JUBILEU DE PRATA DA COMUNIDADE CATÓLICA VIDA NOVA

Celebramos, em 14/07/2021, nosso Jubileu de Prata, nossos 25 anos de anos de vida comunitária, de intensa entrega e de puro amor. Durante sete dias de oração e adoração, realizamos nosso cerco de Jericó. Recebemos, com profunda gratidão, a presença de padres, amigos da comunidade, que se revezaram e se desdobraram para nos presentear com a beleza de seus carismas.

Também celebramos, neste dia, São Camilo de Lellis, nosso baluarte, que muito nos inspira! Fundador da ordem dos Camilianos, declarado patrono dos enfermos, pelos seus atos sublimes de caridade, movido pela convicção de que todo enfermo é o Cristo em pessoa.

E, na alegria de sermos irmãos, amigos e família, que nos reunimos para essa celebração! Nosso amado fundador, Dom Giovani, pela vontade de Deus, disse sim ao chamado e o carisma aflorou: A cura do homem total em previsão da plenitude da Vida Nova que Cristo inaugurou. A ele foi dada a graça que hoje é nossa regra de vida; a ele foi revelado o mistério divino que deu vida a nossas vidas. Alguns membros se foram. Outros vieram e, hoje, somos consagrados com a graça de Deus.

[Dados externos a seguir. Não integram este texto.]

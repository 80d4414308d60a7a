// crates/dara-vault/src/lib.rs
// ============================================================================
// Module: Dara Secrets Vault
// Description: Authenticated symmetric encryption for secret values.
// Purpose: Keep plaintext secrets out of the store while feeding redaction.
// Dependencies: aes-gcm, base64, dara-core, dara-store-sqlite, sha2
// ============================================================================

//! ## Overview
//! The vault encrypts secret values with AES-256-GCM before they reach the
//! store and decrypts them on demand. The encryption key is derived
//! deterministically as `SHA-256(master_key)` (its base64url form is the
//! deployment's key fingerprint), so every process with the same master key
//! reads the same rows. Ciphertexts are authenticated: tampering fails
//! decryption rather than yielding garbage. Plaintext is never persisted and
//! never leaves this crate except through [`SecretsVault::decrypt`] and
//! [`SecretsVault::plaintexts`], the latter existing solely to feed the
//! artifact redactor.

// ============================================================================
// SECTION: Imports
// ============================================================================

use aes_gcm::Aes256Gcm;
use aes_gcm::Nonce;
use aes_gcm::aead::Aead;
use aes_gcm::aead::KeyInit;
use aes_gcm::aead::OsRng;
use aes_gcm::aead::rand_core::RngCore;
use base64::Engine;
use base64::engine::general_purpose::URL_SAFE;
use dara_core::SecretHeader;
use dara_core::SecretId;
use dara_core::StoreError;
use dara_core::Timestamp;
use dara_store_sqlite::SqliteStore;
use sha2::Digest;
use sha2::Sha256;
use thiserror::Error;

// ============================================================================
// SECTION: Constants
// ============================================================================

/// AES-GCM nonce size in bytes.
const NONCE_SIZE: usize = 12;

// ============================================================================
// SECTION: Errors
// ============================================================================

/// Vault errors.
///
/// # Invariants
/// - Messages never embed plaintext or ciphertext material.
#[derive(Debug, Error)]
pub enum VaultError {
    /// The vault cannot be constructed with the given deployment settings.
    #[error("vault configuration error: {0}")]
    Configuration(String),
    /// No secret exists with the requested id.
    #[error("secret not found")]
    NotFound,
    /// Encryption, decoding, or authentication failed.
    #[error("vault crypto error: {0}")]
    Crypto(String),
    /// The backing store failed.
    #[error(transparent)]
    Store(#[from] StoreError),
}

// ============================================================================
// SECTION: Vault
// ============================================================================

/// AES-256-GCM secrets vault over the control-plane store.
///
/// # Invariants
/// - The cipher key is exactly `SHA-256(master_key)`.
/// - Stored values are `base64url(nonce || ciphertext || tag)`.
#[derive(Clone)]
pub struct SecretsVault {
    /// Cipher constructed from the derived key.
    cipher: Aes256Gcm,
    /// Backing store for secret rows.
    store: SqliteStore,
}

impl SecretsVault {
    /// Builds a vault from the deployment master key.
    ///
    /// # Errors
    ///
    /// Returns [`VaultError::Configuration`] when the master key is empty.
    pub fn new(master_key: &str, store: SqliteStore) -> Result<Self, VaultError> {
        if master_key.is_empty() {
            return Err(VaultError::Configuration(
                "MASTER_KEY is required for secrets vault".to_string(),
            ));
        }
        let key = derive_key(master_key);
        let cipher = Aes256Gcm::new_from_slice(&key)
            .map_err(|err| VaultError::Crypto(err.to_string()))?;
        Ok(Self {
            cipher,
            store,
        })
    }

    /// Encrypts and stores a secret value; returns its header.
    ///
    /// # Errors
    ///
    /// Returns [`VaultError`] when encryption or the insert fails.
    pub fn store(&self, scope: &str, name: &str, value: &str) -> Result<SecretHeader, VaultError> {
        let ciphertext = self.encrypt(value)?;
        let header = SecretHeader {
            id: SecretId::generate(),
            scope: scope.to_string(),
            name: name.to_string(),
            created_at: Timestamp::now(),
        };
        self.store.insert_secret(&header, &ciphertext)?;
        Ok(header)
    }

    /// Lists secret headers, optionally filtered by scope.
    ///
    /// Neither plaintext nor ciphertext is returned.
    ///
    /// # Errors
    ///
    /// Returns [`VaultError`] when the store read fails.
    pub fn list(&self, scope: Option<&str>) -> Result<Vec<SecretHeader>, VaultError> {
        Ok(self.store.list_secret_headers(scope)?)
    }

    /// Decrypts one secret by id.
    ///
    /// # Errors
    ///
    /// Returns [`VaultError::NotFound`] for unknown ids and
    /// [`VaultError::Crypto`] when authentication fails.
    pub fn decrypt(&self, id: &SecretId) -> Result<String, VaultError> {
        let ciphertext = self.store.get_secret_ciphertext(id)?.ok_or(VaultError::NotFound)?;
        self.decrypt_value(&ciphertext)
    }

    /// Returns every decryptable plaintext, skipping corrupt rows.
    ///
    /// A single row that fails authentication must not block a run, so
    /// failures are logged and skipped rather than propagated.
    ///
    /// # Errors
    ///
    /// Returns [`VaultError`] only when the store read itself fails.
    pub fn plaintexts(&self) -> Result<Vec<String>, VaultError> {
        let mut values = Vec::new();
        for ciphertext in self.store.list_secret_ciphertexts()? {
            match self.decrypt_value(&ciphertext) {
                Ok(plaintext) => values.push(plaintext),
                Err(err) => {
                    tracing::warn!(error = %err, "skipping undecryptable secret row");
                }
            }
        }
        Ok(values)
    }

    /// Encrypts a plaintext into the stored token form.
    fn encrypt(&self, plaintext: &str) -> Result<String, VaultError> {
        let mut nonce = [0u8; NONCE_SIZE];
        OsRng.fill_bytes(&mut nonce);
        let sealed = self
            .cipher
            .encrypt(Nonce::from_slice(&nonce), plaintext.as_bytes())
            .map_err(|_| VaultError::Crypto("encryption failed".to_string()))?;
        let mut token = Vec::with_capacity(NONCE_SIZE + sealed.len());
        token.extend_from_slice(&nonce);
        token.extend_from_slice(&sealed);
        Ok(URL_SAFE.encode(token))
    }

    /// Decrypts a stored token, verifying the authentication tag.
    fn decrypt_value(&self, token: &str) -> Result<String, VaultError> {
        let bytes = URL_SAFE
            .decode(token)
            .map_err(|_| VaultError::Crypto("ciphertext is not valid base64".to_string()))?;
        if bytes.len() <= NONCE_SIZE {
            return Err(VaultError::Crypto("ciphertext too short".to_string()));
        }
        let (nonce, sealed) = bytes.split_at(NONCE_SIZE);
        let plaintext = self
            .cipher
            .decrypt(Nonce::from_slice(nonce), sealed)
            .map_err(|_| VaultError::Crypto("authentication failed".to_string()))?;
        String::from_utf8(plaintext)
            .map_err(|_| VaultError::Crypto("plaintext is not valid UTF-8".to_string()))
    }
}

/// Derives the 256-bit cipher key from the deployment master key.
fn derive_key(master_key: &str) -> [u8; 32] {
    let mut hasher = Sha256::new();
    hasher.update(master_key.as_bytes());
    hasher.finalize().into()
}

Queremos aqui, nos utilizando das palavras do nosso fundador, em sua homilia, em nosso Jubileu, fazer um breve resumo da nossa história:

Como estamos fazendo 25 anos de Comunidade, faço aqui um resumo da nossa história. Dom Jésus Rocha era presidente da OASS;, ele me falou que eu tinha que mudar imediatamente para esta chácara (hoje, sede da CCVN) e fiquei muito aflito se vinha ou não. Diante disso, procurei Padre Waldemar, hoje Dom Waldemar. Ele estava na Samambaia. Partilhei minha aflição com ele. Nós rezamos. Dom Waldemar, naquela simplicidade, diz assim: ‘Não tenho muito o que te falar, mas vai, o Senhor vai a sua frente’. Fui à paróquia e chamei todos que estavam perto para ajudar na mudança. Lembro da dona Atamilda que era ministra da Eucaristia e que estava com um casaco pequeno. Ela queria falar algo, mas interrompi e insisti que ela me ajudasse. Alguns homens colocaram minhas coisas no carro – não eram muitas coisas –  e viemos para cá. Dona Atalmida veio no carro da frente. Ela veio e entrou direto na capelinha. Enquanto isso, fomos arrumar as coisas. Quando chegou a tarde, dona Atalmida disse: ‘Já posso ir embora? Porque preciso visitar um doente’. Eu falei: ‘Pode. Mas a senhora vai buscar a comunhão?’. E ela respondeu: ‘Não. No momento que o senhor me chamou, estava com meu casaco, por baixo do casaco estava com a opa e dentro da opa Jesus Eucarístico’. Eu retruquei: ‘Por que a senhora não falou?’. E ela respondeu: ‘o Senhor não deixou’. Quando ela chegou na chácara, entrou na Capela, acendeu a vela e colocou o Santíssimo. Não sabia que o Santíssimo estava ali. Ela estava no carro da frente e estava com Santíssimo, lembrei das palavras do Dom Waldemar: ‘Vai! O Senhor vai a sua frente’. O Senhor veio à minha frente, pôs os “pés” e continua aqui.

 

Somos o que somos porque Dom Giovani viveu intensamente essa espiritualidade, que revela nossa própria identidade! Somos, pelo seu exemplo e sabedoria, uma comunidade de amor. Somos aqueles que o seguiram e seguem, fazendo nossas escolhas e corajosas renúncias! Ao nosso fundador amado nosso carinho e nossa reverência!